Directions — Scan the data below and give the number of lines that include the word "LanguageProfile", with no other words.

[Dataset extract Boundary: Start]

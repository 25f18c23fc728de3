//! Context-aware source scanning.
//!
//! `lexctx` walks a text buffer one character at a time while tracking
//! which lexical context the cursor sits in (plain code, a string literal,
//! a line or block comment, or a regex literal), the nesting depth of
//! `()`, `[]`, `{}` and `<>`, and the line/column position.
//!
//! The crate never builds a syntax tree and never rejects malformed input:
//! an unterminated literal simply leaves its context open through the end
//! of the buffer, and unbalanced brackets drive the depth counters negative.
//!
//! # Layers
//!
//! - [`LanguageProfile`]: immutable delimiter table, either one of the
//!   built-in [`Language`] presets or assembled with [`ProfileBuilder`].
//! - [`SourceBuffer`]: the text being scanned, optionally nested inside a
//!   larger parent buffer.
//! - [`CursorState`]: the `Copy` position record, including the
//!   [`Context`] tag.
//! - [`Scanner`]: the public handle combining the three and exposing the
//!   advance engine, the consumption combinators and seeking.

mod combinators;
mod error;
mod lines;
mod profile;
mod scanner;
mod seek;
mod source;
mod state;

pub use combinators::Lookahead;
pub use error::{JumpRejection, ScanError};
pub use lines::split_lines;
pub use profile::{DelimiterPair, Language, LanguageProfile, LineComment, ProfileBuilder};
pub use scanner::{CharFlags, LanguageSpec, ScanOptions, Scanner};
pub use source::{Location, SourceBuffer};
pub use state::{ClosePattern, CommentKind, Context, CursorState, Depth};

use std::sync::Once;

static TRACING_INIT: Once = Once::new();

/// Initialize tracing for debug output.
///
/// Call this once at startup. Safe to call multiple times.
/// Enable with `RUST_LOG=lexctx=debug` or `RUST_LOG=lexctx=trace`.
pub fn init_tracing() {
    TRACING_INIT.call_once(|| {
        use tracing_subscriber::{fmt, prelude::*, EnvFilter};

        // Only initialize if RUST_LOG is set
        if std::env::var("RUST_LOG").is_ok() {
            let filter = EnvFilter::from_default_env();
            // An embedding application may already own the global subscriber.
            tracing_subscriber::registry()
                .with(fmt::layer().with_target(true).with_level(true))
                .with(filter)
                .try_init()
                .ok();
        }
    });
}
#[cfg(test)]
mod tests {
    use super::*;
    use std::sync::Arc;
    use std::thread;
    use std::time::Duration;

    #[test]
    fn test_set_and_get() {
        let engine = StorageEngine::new();
        engine.set(Bytes::from("key"), Bytes::from("value"));
        assert_eq!(engine.get(b"key"), Some(Bytes::from("value")));
        assert!(engine.exists(b"key"));
    }

    #[test]
    fn test_get_nonexistent() {
        let engine = StorageEngine::new();
        assert_eq!(engine.get(b"nonexistent"), None);
        assert!(!engine.exists(b"nonexistent"));
    }

    #[test]
    fn test_binary_values_round_trip() {
        let engine = StorageEngine::new();
        let value = Bytes::from_static(&[0u8, 255, 13, 10, 7]);
        engine.set(Bytes::from_static(b"\x00bin"), value.clone());
        assert_eq!(engine.get(b"\x00bin"), Some(value));
    }

    #[test]
    fn test_delete_is_idempotent() {
        let engine = StorageEngine::new();
        assert!(!engine.delete(b"key"));

        engine.set(Bytes::from("key"), Bytes::from("value"));
        assert!(engine.delete(b"key"));
        assert!(!engine.delete(b"key"));
        assert_eq!(engine.get(b"key"), None);
    }

    #[test]
    fn test_delete_many() {
        let engine = StorageEngine::new();
        engine.set(Bytes::from("a"), Bytes::from("1"));
        engine.set(Bytes::from("c"), Bytes::from("3"));

        let keys = vec![Bytes::from("a"), Bytes::from("b"), Bytes::from("c")];
        assert_eq!(engine.delete_many(&keys), 2);
        assert_eq!(engine.delete_many(&keys), 0);
        assert!(engine.is_empty());
    }

    #[test]
    fn test_exists_many() {
        let engine = StorageEngine::new();
        engine.set(Bytes::from("a"), Bytes::from("1"));

        let keys = vec![Bytes::from("a"), Bytes::from("a"), Bytes::from("b")];
        assert_eq!(engine.exists_many(&keys), 2);
    }

    #[test]
    fn test_set_overwrites_and_clears_expiry() {
        let engine = StorageEngine::new();
        let key = Bytes::from("key");

        engine.set(key.clone(), Bytes::from("v1"));
        assert!(engine.set_expiry(&key, Instant::now() + Duration::from_secs(60)));
        assert!(engine.expires_at(&key).is_some());

        engine.set(key.clone(), Bytes::from("v2"));
        assert_eq!(engine.get(&key), Some(Bytes::from("v2")));
        assert_eq!(engine.expires_at(&key), None);
    }

    #[test]
    fn test_set_expiry_on_missing_key() {
        let engine = StorageEngine::new();
        assert!(!engine.set_expiry(b"missing", Instant::now()));
        assert!(!engine.exists(b"missing"));
    }

    #[test]
    fn test_expired_keys_stay_readable() {
        let engine = StorageEngine::new();
        let key = Bytes::from("session");

        engine.set(key.clone(), Bytes::from("token"));
        engine.set_expiry(&key, Instant::now() - Duration::from_secs(1));

        // Expiry is recorded, not enforced on reads
        assert_eq!(engine.get(&key), Some(Bytes::from("token")));
        assert!(engine.exists(&key));
    }

    #[test]
    fn test_set_with_conditions() {
        let engine = StorageEngine::new();
        let key = Bytes::from("key");

        let outcome = engine.set_with(key.clone(), Bytes::from("v1"), SetCondition::IfPresent, None);
        assert_eq!(outcome, SetOutcome::Skipped);
        assert!(!engine.exists(&key));

        let outcome = engine.set_with(key.clone(), Bytes::from("v1"), SetCondition::IfAbsent, None);
        assert_eq!(outcome, SetOutcome::Written { previous: None });

        let outcome = engine.set_with(key.clone(), Bytes::from("v2"), SetCondition::IfAbsent, None);
        assert_eq!(outcome, SetOutcome::Skipped);
        assert_eq!(engine.get(&key), Some(Bytes::from("v1")));

        let outcome = engine.set_with(key.clone(), Bytes::from("v2"), SetCondition::IfPresent, None);
        assert_eq!(
            outcome,
            SetOutcome::Written {
                previous: Some(Bytes::from("v1"))
            }
        );
        assert_eq!(engine.get(&key), Some(Bytes::from("v2")));
    }

    #[test]
    fn test_set_with_expiry() {
        let engine = StorageEngine::new();
        let at = Instant::now() + Duration::from_secs(10);

        engine.set_with(Bytes::from("key"), Bytes::from("v"), SetCondition::Always, Some(at));
        assert_eq!(engine.expires_at(b"key"), Some(at));
    }

    #[test]
    fn test_cleanup_expired() {
        let engine = StorageEngine::new();
        let now = Instant::now();

        for i in 0..10 {
            let key = Bytes::from(format!("key{}", i));
            engine.set(key.clone(), Bytes::from("value"));
            engine.set_expiry(&key, now);
        }
        engine.set(Bytes::from("persistent"), Bytes::from("value"));
        engine.set(Bytes::from("later"), Bytes::from("value"));
        engine.set_expiry(b"later", now + Duration::from_secs(60));

        assert_eq!(engine.cleanup_expired(now), 10);
        assert_eq!(engine.len(), 2);
        assert!(engine.exists(b"persistent"));
        assert!(engine.exists(b"later"));
        assert_eq!(engine.stats().expired, 10);
    }

    #[test]
    fn test_flush() {
        let engine = StorageEngine::new();
        engine.set(Bytes::from("a"), Bytes::from("1"));
        engine.set(Bytes::from("b"), Bytes::from("2"));

        engine.flush();
        assert!(engine.is_empty());
    }

    #[test]
    fn test_stats() {
        let engine = StorageEngine::new();
        engine.set(Bytes::from("a"), Bytes::from("1"));
        engine.get(b"a");
        engine.get(b"b");
        engine.delete(b"a");

        let stats = engine.stats();
        assert_eq!(stats.keys, 0);
        assert_eq!(stats.set_ops, 1);
        assert_eq!(stats.get_ops, 2);
        assert_eq!(stats.del_ops, 1);
    }

    #[test]
    fn test_concurrent_access() {
        let engine = Arc::new(StorageEngine::new());
        let mut handles = vec![];

        for i in 0..10 {
            let engine = Arc::clone(&engine);
            handles.push(thread::spawn(move || {
                for j in 0..100 {
                    let key = Bytes::from(format!("key_{}_{}", i, j));
                    let value = Bytes::from(format!("value_{}_{}", i, j));
                    engine.set(key.clone(), value.clone());
                    assert_eq!(engine.get(&key), Some(value));
                }
            }));
        }

        for handle in handles {
            handle.join().unwrap();
        }

        assert_eq!(engine.len(), 1000);
    }

    #[test]
    fn test_concurrent_writes_to_same_key() {
        let engine = Arc::new(StorageEngine::new());
        let a = Bytes::from("a".repeat(1024));
        let b = Bytes::from("b".repeat(1024));

        let handles: Vec<_> = [a.clone(), b.clone()]
            .into_iter()
            .map(|value| {
                let engine = Arc::clone(&engine);
                thread::spawn(move || {
                    for _ in 0..500 {
                        engine.set(Bytes::from("shared"), value.clone());
                    }
                })
            })
            .collect();

        for handle in handles {
            handle.join().unwrap();
        }

        let value = engine.get(b"shared").unwrap();
        assert!(value == a || value == b);
    }
}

[Dataset extract Boundary: End]

Answer space — 2